Andy Butler, a research director at Gartner, said the software industry is failing to reflect the hardware changes in its licensing policies.
"There is some movement on the part of vendors such as BEA and Microsoft to address multicore architectures, but generally there is no word from the software vendors on how to restructure their software licensing," he said.
Butler said that conversations with the likes of IBM and Oracle about licensing for virtual machines--where an individual server is partitioned into "virtual" machines--are met with "intransigence and inflexibility."
This means software prices could rise by at least 50 percent by 2006. An example of a user upgrading to dual-core chip hardware shows they would pay double the CPU fee, despite only gaining a 50 percent improvement in performance, according to Gartner.

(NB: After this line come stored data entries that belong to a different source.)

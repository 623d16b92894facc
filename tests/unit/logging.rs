//! Unit tests for log format selection

use voltwatch::logging::LogFormat;

#[test]
fn production_defaults_to_json() {
    assert_eq!(LogFormat::resolve("production", None), LogFormat::Json);
    assert_eq!(LogFormat::resolve("sandbox", None), LogFormat::Pretty);
}

#[test]
fn explicit_format_wins() {
    assert_eq!(LogFormat::resolve("production", Some("pretty")), LogFormat::Pretty);
    assert_eq!(LogFormat::resolve("sandbox", Some("JSON")), LogFormat::Json);
    assert_eq!(LogFormat::resolve("sandbox", Some("unknown")), LogFormat::Pretty);
}

#[test]
fn file_writer_rolls_into_prefixed_files() {
    use std::io::Write;
    use voltwatch::logging::{rolling_file_writer, LOG_FILE_PREFIX};

    let dir = std::env::temp_dir().join(format!("voltwatch-logs-{}", std::process::id()));
    std::fs::create_dir_all(&dir).unwrap();
    let (mut writer, guard) = tokio_test::assert_ok!(rolling_file_writer(&dir));
    writer.write_all(b"watcher started for BTCUSDT\n").unwrap();
    drop(writer);
    drop(guard);

    let files: Vec<_> = std::fs::read_dir(&dir)
        .unwrap()
        .filter_map(Result::ok)
        .map(|entry| entry.path())
        .filter(|path| {
            path.file_name()
                .and_then(|name| name.to_str())
                .is_some_and(|name| name.starts_with(LOG_FILE_PREFIX) && name.ends_with(".log"))
        })
        .collect();
    assert_eq!(files.len(), 1);
    let contents = std::fs::read_to_string(&files[0]).unwrap();
    assert!(contents.contains("watcher started for BTCUSDT"));

    std::fs::remove_dir_all(&dir).ok();
}
//! Per-instrument rolling price history
//!
//! Every instrument has its own lock: writers for one instrument are serialized
//! while other instruments proceed independently. Snapshots copy under a read lock.

use std::collections::{HashMap, VecDeque};
use std::sync::Arc;

use chrono::{DateTime, Duration, Utc};
use tokio::sync::RwLock;

use crate::models::price::PricePoint;

pub const HISTORY_RETENTION_HOURS: i64 = 24;

type Series = Arc<RwLock<VecDeque<PricePoint>>>;

pub struct HistoryLedger {
    retention: Duration,
    series: RwLock<HashMap<String, Series>>,
}

impl Default for HistoryLedger {
    fn default() -> Self {
        Self::new()
    }
}

impl HistoryLedger {
    pub fn new() -> Self {
        Self::with_retention(Duration::hours(HISTORY_RETENTION_HOURS))
    }

    pub fn with_retention(retention: Duration) -> Self {
        Self {
            retention,
            series: RwLock::new(HashMap::new()),
        }
    }

    pub fn retention(&self) -> Duration {
        self.retention
    }

    /// Make sure `symbols` have a (possibly empty) series.
    pub async fn register<'a>(&self, symbols: impl IntoIterator<Item = &'a str>) {
        let mut map = self.series.write().await;
        for symbol in symbols {
            map.entry(symbol.to_string()).or_default();
        }
    }

    /// Insert a sample in time order, then drop everything older than
    /// `at - retention`.
    pub async fn record(&self, symbol: &str, price: f64, at: DateTime<Utc>) {
        let series = self.series_for(symbol).await;
        let mut points = series.write().await;

        let idx = points.partition_point(|p| p.timestamp <= at);
        points.insert(idx, PricePoint::new(at, price));

        let cutoff = at - self.retention;
        while points.front().is_some_and(|p| p.timestamp < cutoff) {
            points.pop_front();
        }
    }

    /// Points within the retention window as of now. `None` for unknown symbols.
    pub async fn snapshot(&self, symbol: &str) -> Option<Vec<PricePoint>> {
        self.snapshot_at(symbol, Utc::now()).await
    }

    pub async fn snapshot_at(&self, symbol: &str, now: DateTime<Utc>) -> Option<Vec<PricePoint>> {
        let series = self.series.read().await.get(symbol).cloned()?;
        let points = series.read().await;
        let cutoff = now - self.retention;
        Some(
            points
                .iter()
                .filter(|p| p.timestamp >= cutoff)
                .copied()
                .collect(),
        )
    }

    pub async fn symbols(&self) -> Vec<String> {
        let mut symbols: Vec<String> = self.series.read().await.keys().cloned().collect();
        symbols.sort();
        symbols
    }

    async fn series_for(&self, symbol: &str) -> Series {
        if let Some(series) = self.series.read().await.get(symbol) {
            return series.clone();
        }
        let mut map = self.series.write().await;
        map.entry(symbol.to_string()).or_default().clone()
    }
}
//! Prometheus metrics for the monitor and its HTTP surface

use prometheus::{
    Encoder, Histogram, HistogramOpts, IntCounter, IntCounterVec, IntGauge, Opts, Registry,
    TextEncoder,
};

pub struct Metrics {
    registry: Registry,

    pub samples_total: IntCounterVec,
    pub fetch_failures_total: IntCounterVec,
    pub alerts_dispatched_total: IntCounterVec,
    pub alerts_delivered_total: IntCounter,
    pub alert_delivery_failures_total: IntCounter,
    pub alerts_dropped_total: IntCounter,
    pub active_watchers: IntGauge,

    pub channel_messages_total: IntCounter,
    pub channel_forwards_total: IntCounter,

    pub http_requests_total: IntCounter,
    pub http_requests_in_flight: IntGauge,
    pub http_request_duration_seconds: Histogram,
}

impl Metrics {
    pub fn new() -> Result<Self, prometheus::Error> {
        let registry = Registry::new();

        let samples_total = IntCounterVec::new(
            Opts::new("samples_total", "Successful price samples"),
            &["symbol"],
        )?;
        let fetch_failures_total = IntCounterVec::new(
            Opts::new("fetch_failures_total", "Failed price samples"),
            &["symbol"],
        )?;
        let alerts_dispatched_total = IntCounterVec::new(
            Opts::new("alerts_dispatched_total", "Threshold crossings handed to the dispatcher"),
            &["symbol", "trend"],
        )?;
        let alerts_delivered_total =
            IntCounter::new("alerts_delivered_total", "Alerts accepted by the notification sink")?;
        let alert_delivery_failures_total = IntCounter::new(
            "alert_delivery_failures_total",
            "Alerts the notification sink failed to deliver",
        )?;
        let alerts_dropped_total = IntCounter::new(
            "alerts_dropped_total",
            "Alerts dropped because the dispatch queue was full or shut down",
        )?;
        let active_watchers = IntGauge::new("active_watchers", "Running strategy watchers")?;

        let channel_messages_total =
            IntCounter::new("channel_messages_total", "Channel messages routed")?;
        let channel_forwards_total =
            IntCounter::new("channel_forwards_total", "Channel messages forwarded")?;

        let http_requests_total = IntCounter::new("http_requests_total", "HTTP requests served")?;
        let http_requests_in_flight =
            IntGauge::new("http_requests_in_flight", "HTTP requests currently in flight")?;
        let http_request_duration_seconds = Histogram::with_opts(HistogramOpts::new(
            "http_request_duration_seconds",
            "HTTP request latency",
        ))?;

        registry.register(Box::new(samples_total.clone()))?;
        registry.register(Box::new(fetch_failures_total.clone()))?;
        registry.register(Box::new(alerts_dispatched_total.clone()))?;
        registry.register(Box::new(alerts_delivered_total.clone()))?;
        registry.register(Box::new(alert_delivery_failures_total.clone()))?;
        registry.register(Box::new(alerts_dropped_total.clone()))?;
        registry.register(Box::new(active_watchers.clone()))?;
        registry.register(Box::new(channel_messages_total.clone()))?;
        registry.register(Box::new(channel_forwards_total.clone()))?;
        registry.register(Box::new(http_requests_total.clone()))?;
        registry.register(Box::new(http_requests_in_flight.clone()))?;
        registry.register(Box::new(http_request_duration_seconds.clone()))?;

        Ok(Self {
            registry,
            samples_total,
            fetch_failures_total,
            alerts_dispatched_total,
            alerts_delivered_total,
            alert_delivery_failures_total,
            alerts_dropped_total,
            active_watchers,
            channel_messages_total,
            channel_forwards_total,
            http_requests_total,
            http_requests_in_flight,
            http_request_duration_seconds,
        })
    }

    /// Render all metrics in the Prometheus text format
    pub fn export(&self) -> Result<String, prometheus::Error> {
        let mut buffer = Vec::new();
        TextEncoder::new().encode(&self.registry.gather(), &mut buffer)?;
        String::from_utf8(buffer).map_err(|e| prometheus::Error::Msg(e.to_string()))
    }
}
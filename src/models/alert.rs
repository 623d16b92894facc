//! Threshold-crossing events handed from watchers to the dispatcher

use chrono::{DateTime, Utc};
use serde::{Deserialize, Serialize};

use crate::models::strategy::Strategy;

#[derive(Debug, Clone, Copy, PartialEq, Eq, Serialize, Deserialize)]
#[serde(rename_all = "lowercase")]
pub enum Trend {
    Up,
    Down,
}

impl Trend {
    /// Direction implied by the sign of a percentage change.
    pub fn from_change(change_pct: f64) -> Self {
        if change_pct > 0.0 {
            Trend::Up
        } else {
            Trend::Down
        }
    }

    pub fn as_str(&self) -> &'static str {
        match self {
            Trend::Up => "up",
            Trend::Down => "down",
        }
    }
}

/// A detected crossing: the current sample moved past one of the strategy's
/// thresholds relative to the previous sample of the same strategy.
#[derive(Debug, Clone, Serialize, Deserialize)]
pub struct VolatilityEvent {
    pub symbol: String,
    pub strategy: Strategy,
    pub price: f64,
    pub last_price: f64,
    pub change_pct: f64,
    pub observed_at: DateTime<Utc>,
}

impl VolatilityEvent {
    pub fn trend(&self) -> Trend {
        Trend::from_change(self.change_pct)
    }

    /// The configured threshold on the side that was crossed
    pub fn threshold(&self) -> f64 {
        match self.trend() {
            Trend::Up => self.strategy.up_threshold,
            Trend::Down => self.strategy.down_threshold,
        }
    }
}
pub mod client;
pub mod types;

pub use client::{BinanceRestClient, DEFAULT_BINANCE_URL};
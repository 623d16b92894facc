//! Core application primitives: ledger, watchers, dispatcher and supervisor

pub mod dispatcher;
pub mod history;
pub mod http;
pub mod runtime;
pub mod watcher;

pub use dispatcher::{dispatch_channel, AlertDispatcher, DispatchLoop, DispatchReport, DispatchSettings};
pub use history::HistoryLedger;
pub use runtime::{EngineSettings, EngineState, MonitorEngine};
pub use watcher::{CancelSignal, StrategyWatcher, WatcherContext};
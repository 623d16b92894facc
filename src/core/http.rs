//! Diagnostics HTTP endpoints using Axum

use axum::{
    extract::{Path, Request, State},
    http::StatusCode,
    middleware::Next,
    response::{Json, Response},
    routing::{get, post},
    Router,
};
use serde_json::{json, Value};
use std::future::Future;
use std::sync::Arc;
use std::time::Instant;
use tower::ServiceBuilder;
use tower_http::{
    cors::CorsLayer,
    trace::{DefaultMakeSpan, DefaultOnRequest, DefaultOnResponse, TraceLayer},
};
use tracing::{info, Level};

use crate::channels::{ChannelRouter, RouteOutcome};
use crate::core::runtime::{EngineState, MonitorEngine};
use crate::metrics::Metrics;
use crate::models::channel::ChannelMessage;

#[derive(Clone)]
pub struct AppState {
    pub metrics: Arc<Metrics>,
    pub start_time: Arc<Instant>,
    pub engine: Arc<MonitorEngine>,
    pub channels: Arc<ChannelRouter>,
}

impl AppState {
    pub fn new(metrics: Arc<Metrics>, engine: Arc<MonitorEngine>, channels: Arc<ChannelRouter>) -> Self {
        Self {
            metrics,
            start_time: Arc::new(Instant::now()),
            engine,
            channels,
        }
    }
}

/// Healthy only while the engine is running its watchers
pub async fn health_check(State(state): State<AppState>) -> Result<Json<Value>, StatusCode> {
    let engine_state = state.engine.state();
    let status = match engine_state {
        EngineState::Running => "healthy",
        EngineState::Idle | EngineState::Stopped => "degraded",
    };
    let uptime_seconds = state.start_time.elapsed().as_secs();
    Ok(Json(json!({
        "status": status,
        "engine": engine_state.as_str(),
        "uptime_seconds": uptime_seconds,
        "service": "voltwatch"
    })))
}

pub async fn metrics_handler(State(state): State<AppState>) -> Result<String, StatusCode> {
    state
        .metrics
        .export()
        .map_err(|_| StatusCode::INTERNAL_SERVER_ERROR)
}

/// Middleware to track HTTP request metrics
async fn metrics_middleware(
    State(state): State<AppState>,
    request: Request,
    next: Next,
) -> Response {
    let start = Instant::now();
    let method = request.method().clone();
    let path = request.uri().path().to_string();

    // Increment in-flight requests
    state.metrics.http_requests_in_flight.inc();

    // Process request
    let response = next.run(request).await;
    let status = response.status();
    let duration = start.elapsed();

    // Decrement in-flight requests
    state.metrics.http_requests_in_flight.dec();

    // Record metrics
    state.metrics.http_requests_total.inc();
    state
        .metrics
        .http_request_duration_seconds
        .observe(duration.as_secs_f64());

    // Log if error status
    if status.is_server_error() {
        tracing::error!(
            method = %method,
            path = %path,
            status = %status,
            duration_ms = duration.as_millis(),
            "HTTP request error"
        );
    }

    response
}

/// Strategies of the configuration the engine is running with
async fn list_strategies(State(state): State<AppState>) -> Json<Value> {
    let config = state.engine.config();
    Json(json!({
        "strategy_count": config.strategy_count(),
        "instruments": config.instruments,
    }))
}

/// Rolling price history for one instrument
async fn get_history(
    State(state): State<AppState>,
    Path(symbol): Path<String>,
) -> Result<Json<Value>, StatusCode> {
    let ledger = state.engine.ledger();
    let points = ledger.snapshot(&symbol).await.ok_or(StatusCode::NOT_FOUND)?;
    Ok(Json(json!({
        "symbol": symbol,
        "retention_hours": ledger.retention().num_hours(),
        "count": points.len(),
        "points": points,
    })))
}

async fn ingest_channel_message(
    State(state): State<AppState>,
    Json(message): Json<ChannelMessage>,
) -> Json<RouteOutcome> {
    Json(state.channels.handle(&message).await)
}

pub fn create_router(state: AppState) -> Router {
    Router::new()
        .route("/health", get(health_check))
        .route("/metrics", get(metrics_handler))
        .route("/api/strategies", get(list_strategies))
        .route("/api/history/{symbol}", get(get_history))
        .route("/api/channel-messages", post(ingest_channel_message))
        .layer(
            ServiceBuilder::new()
                .layer(
                    TraceLayer::new_for_http()
                        .make_span_with(DefaultMakeSpan::new().level(Level::DEBUG))
                        .on_request(DefaultOnRequest::new().level(Level::DEBUG))
                        .on_response(DefaultOnResponse::new().level(Level::DEBUG)),
                )
                .layer(axum::middleware::from_fn_with_state(
                    state.clone(),
                    metrics_middleware,
                ))
                .layer(CorsLayer::permissive()),
        )
        .with_state(state)
}

/// Serve the diagnostics API until `shutdown` resolves.
pub async fn start_server<F>(port: u16, state: AppState, shutdown: F) -> std::io::Result<()>
where
    F: Future<Output = ()> + Send + 'static,
{
    let app = create_router(state);
    let listener = tokio::net::TcpListener::bind(format!("0.0.0.0:{}", port)).await?;

    info!(port = port, "HTTP server listening on port {}", port);
    axum::serve(listener, app)
        .with_graceful_shutdown(shutdown)
        .await
}
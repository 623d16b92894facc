use chrono::{DateTime, Utc};
use serde::{Deserialize, Serialize};

/// A single recorded price sample
#[derive(Debug, Clone, Copy, PartialEq, Serialize, Deserialize)]
pub struct PricePoint {
    pub timestamp: DateTime<Utc>,
    pub price: f64,
}

impl PricePoint {
    pub fn new(timestamp: DateTime<Utc>, price: f64) -> Self {
        Self { timestamp, price }
    }
}
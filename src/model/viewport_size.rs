//! Cached viewport measurements.

use serde::Serialize;

/// Last measured size of the editor viewport in pixels.
///
/// `scroller_width`/`scroller_height` are the area left for text once the
/// gutter and any visible scrollbars are subtracted.
///
/// # Invariants
/// - `dirty` is true until a layout has been computed against a known,
///   non-zero width and height. No paint work proceeds while dirty.
#[derive(Debug, Clone, Copy, PartialEq, Serialize)]
pub struct ViewportSize {
    /// Total width of the host container.
    pub width: f64,
    /// Height of the host container minus extra chrome.
    pub height: f64,
    /// Width of the text scroller.
    pub scroller_width: f64,
    /// Height of the text scroller.
    pub scroller_height: f64,
    /// No trustworthy measurement has been observed yet.
    pub dirty: bool,
}

impl ViewportSize {
    /// True if both scroller dimensions are known and positive.
    pub fn is_measured(&self) -> bool {
        !self.dirty && self.scroller_width > 0.0 && self.scroller_height > 0.0
    }
}

impl Default for ViewportSize {
    fn default() -> Self {
        Self {
            width: 0.0,
            height: 0.0,
            scroller_width: 0.0,
            scroller_height: 0.0,
            dirty: true,
        }
    }
}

Large corporations are likely to have more bargaining power with the software industry than small companies, according to Butler.
"The big organizations will be less exposed, but the ones really exposed are the small and medium businesses," he said.
The other two main hardware trends that will force software prices up are "capacity on demand" and "rapid provisioning" tools, which move software between servers with more or less capacity based on workload requirements.
Gartner warns that the convergence of these trends will accelerate the issue of software pricing and that end-user companies should initiate discussions with vendors now.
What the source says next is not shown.